Next, we can check different users

In [None]:
users = wordpress.get_users()
authors = {user['id']: user['name'] for user in users}
authors

In [None]:
categories = wordpress.get_categories()
categories = {c['id']: c['name'] for c in categories}
categories

In [None]:
import pandas as pd  # pandas library for data management
from bs4 import BeautifulSoup  # BeautifulSoup is a web-scraping package
import numpy as np  # Import numpy to use np.nan for missing values

# Create a list to store cleaned posts
cleaned_posts = []

try:
    users = wordpress.get_users()
    authors = {user['id']: user['name'] for user in users}
except Exception:
    authors = {}  # Empty dictionary if user data cannot be fetched

try:
    categories = wordpress.get_categories()
    categories_dict = {c['id']: c['name'] for c in categories}
except Exception:
    categories_dict = {}  # Empty dictionary if category data cannot be fetched

for post in wordpress.yield_posts(num=1000, search_terms=""):
    post_id = post['id']
    author_name = authors.get(post['author'], np.nan)  # Use np.nan if the author isn't found
    category_names = [categories_dict.get(c, np.nan) for c in post.get('categories', [])]  # Use np.nan for missing categories

    try:
        cleaned_post = {
            'id': post_id,
            'link': post['link'],
            'date_published': post['date'],
            'date_modified': post['modified'],
            'title': BeautifulSoup(post['title']['rendered'], 'html.parser').text,
            'content': BeautifulSoup(post['content']['rendered'], 'html.parser').text,
            'excerpt': BeautifulSoup(post['excerpt']['rendered'], 'html.parser').text,
            'author': author_name,
            'categories': category_names
        }
        cleaned_posts.append(cleaned_post)
    except Exception as e:
        print(f"Error processing post ID {post_id}: {e}")

# Convert the list of dictionaries to a pandas DataFrame
posts_df = pd.DataFrame(cleaned_posts)

# Display the DataFrame
posts_df


In [10]:
#posts_df["categories"].value_counts()
posts_df["author"].value_counts()

author
Uwe Max Jensen       884
Rasmus Paludan        45
Peter Neerup Buhl     43
Frihedens Stemme      28
Name: count, dtype: int64

In [None]:
posts_df["title"][4][0:500]
#posts_df["content"][0][0:500]

Using the pandas package, you can save dataframes to csv-format.

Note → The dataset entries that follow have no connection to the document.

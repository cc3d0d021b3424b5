pub fn get_signature(version: &str) -> String {
    format!(
        r#"
   ______
  /     /|                  📦  modpack (content packager)
 /_____/ |
 |     | |                  Bumps manifest versions and zips
 |  ⚒  | /                  pack/ into dist/modpack.zip.
 |_____|/
                            v{}
"#,
        version
    )
}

Just uncomment (remove hashtag) and rename your dataframe


In [None]:
posts_df.to_csv("frihedensstemme_1000.csv")

# If you want to check where your file will be saved, you can always check
print(os.getcwd())

# **Data Analysis: Computational Text Analysis**

## Emotion analysis using DaNLP

DaNLP is a repository for Natural Language Processing resources for the Danish Language. It is a collection of available datasets and models for a variety of NLP tasks.

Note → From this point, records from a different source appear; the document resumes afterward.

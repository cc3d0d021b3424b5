use crate::{
    builder::archive::{ArchiveSummary, build_archive},
    error::ModpackError,
    types::choice::BumpChoice,
    utils::{
        fs::get_cwd,
        logger::{LogLevel, Logger},
        signature::get_signature,
        spinner::{run_step, with_spinner},
        version::get_version,
    },
    versioning::{
        manage::{run_version_step, show_version},
        prompt::{ChoicePrompter, FixedPrompter, InquirePrompter, LinePrompter},
    },
};
use anyhow::Context;
use clap::CommandFactory;
use clap::FromArgMatches;
use clap::{Parser, Subcommand};
use std::io::IsTerminal;
use std::path::{Path, PathBuf};
use std::process::ExitCode;

mod builder;
mod error;
mod types;
mod utils;
mod versioning;

#[derive(Parser)]
#[command(name = "modpack")]
#[command(author = "Labscend Studios")]
#[command(about = "Bump a content pack's manifest version and package it as a zip")]
struct Cli {
    /// Directory whose files are packaged
    #[arg(long, global = true, env = "MODPACK_SOURCE", default_value = "pack")]
    source: PathBuf,

    /// Archive to write
    #[arg(long, global = true, env = "MODPACK_OUTPUT", default_value = "dist/modpack.zip")]
    output: PathBuf,

    /// Manifest file name, relative to the source directory
    #[arg(long, global = true, env = "MODPACK_MANIFEST", default_value = "manifest.json")]
    manifest: PathBuf,

    #[command(subcommand)]
    command: Option<Commands>,
}

#[derive(Subcommand)]
enum Commands {
    /// Optionally bump the manifest version, then zip the source directory (default)
    Build {
        /// Apply this bump instead of prompting
        #[arg(long, value_enum)]
        bump: Option<BumpChoice>,
        /// Package without touching the manifest
        #[arg(long, default_value_t = false, conflicts_with = "bump")]
        skip_version: bool,
    },

    /// Bump the manifest version without packaging
    Bump {
        /// Bump type: patch | minor | major | none. Prompts when omitted.
        #[arg(value_enum)]
        kind: Option<BumpChoice>,
    },

    /// Show the current manifest version and the bump candidates
    Show {},
}

struct Paths {
    source: PathBuf,
    output: PathBuf,
    output_display: PathBuf,
    manifest: PathBuf,
}

impl Paths {
    fn resolve(cli: &Cli, cwd: &Path) -> Self {
        let source = cwd.join(&cli.source);
        Paths {
            manifest: source.join(&cli.manifest),
            output: cwd.join(&cli.output),
            output_display: cli.output.clone(),
            source,
        }
    }
}

fn main() -> ExitCode {
    let version = get_version();
    let signature = get_signature(&version);

    let raw_args: Vec<String> = std::env::args().collect();
    if raw_args.iter().any(|a| a == "--version" || a == "-V") {
        println!("{}", signature);
        return ExitCode::SUCCESS;
    }

    let version_static: &'static str = Box::leak(format!("v{}", version).into_boxed_str());
    let signature_static: &'static str = Box::leak(signature.into_boxed_str());

    let cmd = Cli::command()
        .version(version_static)
        .before_help(signature_static);
    let matches = cmd.get_matches();
    let cli = match Cli::from_arg_matches(&matches) {
        Ok(cli) => cli,
        Err(e) => e.exit(),
    };

    match run(cli) {
        Ok(()) => ExitCode::SUCCESS,
        Err(e) => {
            Logger::new().log_message(LogLevel::Error, &format!("{:#}", e));
            ExitCode::FAILURE
        }
    }
}

fn run(cli: Cli) -> anyhow::Result<()> {
    let cwd = get_cwd()?;
    let paths = Paths::resolve(&cli, &cwd);

    match cli.command {
        None => build(&paths, None, false),
        Some(Commands::Build { bump, skip_version }) => build(&paths, bump, skip_version),
        Some(Commands::Bump { kind }) => {
            run_version_step(&paths.manifest, prompter_for(kind).as_mut())?;
            Ok(())
        }
        Some(Commands::Show {}) => {
            show_version(&paths.manifest)?;
            Ok(())
        }
    }
}

fn build(paths: &Paths, bump: Option<BumpChoice>, skip_version: bool) -> anyhow::Result<()> {
    Logger::new().log_message(LogLevel::Info, "Creating modpack...");

    // Checked up front so a missing source never costs a manifest rewrite.
    if !paths.source.is_dir() {
        return Err(ModpackError::not_found("Source directory", &paths.source).into());
    }

    if !skip_version {
        if paths.manifest.is_file() || bump.is_some() {
            run_version_step(&paths.manifest, prompter_for(bump).as_mut())?;
        } else {
            Logger::new().log_message(
                LogLevel::Warning,
                &format!(
                    "No manifest at {}, skipping version bump",
                    paths.manifest.display()
                ),
            );
        }
    }

    let spinner = with_spinner(&format!("Packing {}...", paths.source.display()));
    run_step(
        spinner,
        |summary: &ArchiveSummary| {
            format!(
                "Modpack created successfully: {} ({} files)",
                paths.output_display.display(),
                summary.entries.len()
            )
        },
        |sp| {
            build_archive(&paths.source, &paths.output, |rel| {
                sp.log(LogLevel::Info, &format!("Added: {}", rel))
            })
        },
    )
    .with_context(|| format!("Failed to package {}", paths.source.display()))?;

    Ok(())
}

/// Picks where the bump choice comes from: the command line, a terminal
/// prompt, or lines read from piped stdin.
fn prompter_for(choice: Option<BumpChoice>) -> Box<dyn ChoicePrompter> {
    match choice {
        Some(choice) => Box::new(FixedPrompter::new(choice)),
        None if std::io::stdin().is_terminal() => Box::new(InquirePrompter),
        None => Box::new(LinePrompter::new(
            std::io::stdin().lock(),
            std::io::stdout(),
        )),
    }
}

The **aim** is to make it easier and more applicable to practitioners in the industry to use Danish NLP and hence this project is licensed to allow commercial use.

https://danlp-alexandra.readthedocs.io/en/latest/tasks.html

https://github.com/alexandrainst/danlp?tab=readme-ov-file


Install the package

In [None]:
!pip install danlp

### **Example**

Import the models and load the emotion model

In [None]:
from danlp.models import load_bert_emotion_model

# Load the BERT Emotion classifier
classifier = load_bert_emotion_model()

In [None]:
classes = classifier._classes()  # If classes are accessed via a different method or attribute
classes

In [None]:
# Example sentences to classify
sentences = [
    'der er et træ i haven',  # Example without emotion
    'jeg ejer en rød bil og det er en god bil',  # Example with 'Tillid/Accept'
    'jeg ejer en rød bil, men den er gået i stykker',  # Example with 'Sorg/trist'
    'jeg ejer en rød bil og er bange for, at den ikke den klarer næste syn'  # Example with 'Frygt/bekymret'
]

# Predict the emotion for each sentence
for sentence in sentences:
    prediction = classifier.predict(sentence)
    print(f'Text: {sentence}\nPredicted Emotion: {prediction}\n')


In [None]:
#example_title = "jeg ejer en rød bil og det er en god bil"
example_title = "Fremmed muslim taler knapt nok dansk efter 52 år i Danmark"

# Get the output of the predict_proba function
probabilities = classifier.predict_proba(example_title, no_emotion=False)
probabilities_list = probabilities[0].tolist()
classes = classifier._classes()  # This needs to be adjusted based on actual method available.
classes=classes[0]

# Print the header for the table
print(example_title)
print("{:<30} {:<15}".format('Emotion', 'Probability'))
print("-" * 45)

# Loop through both lists and print each class with its corresponding probability
for emotion, probability in zip(classes, probabilities_list):
    print("{:<30} {:<15.4f}".format(emotion, probability))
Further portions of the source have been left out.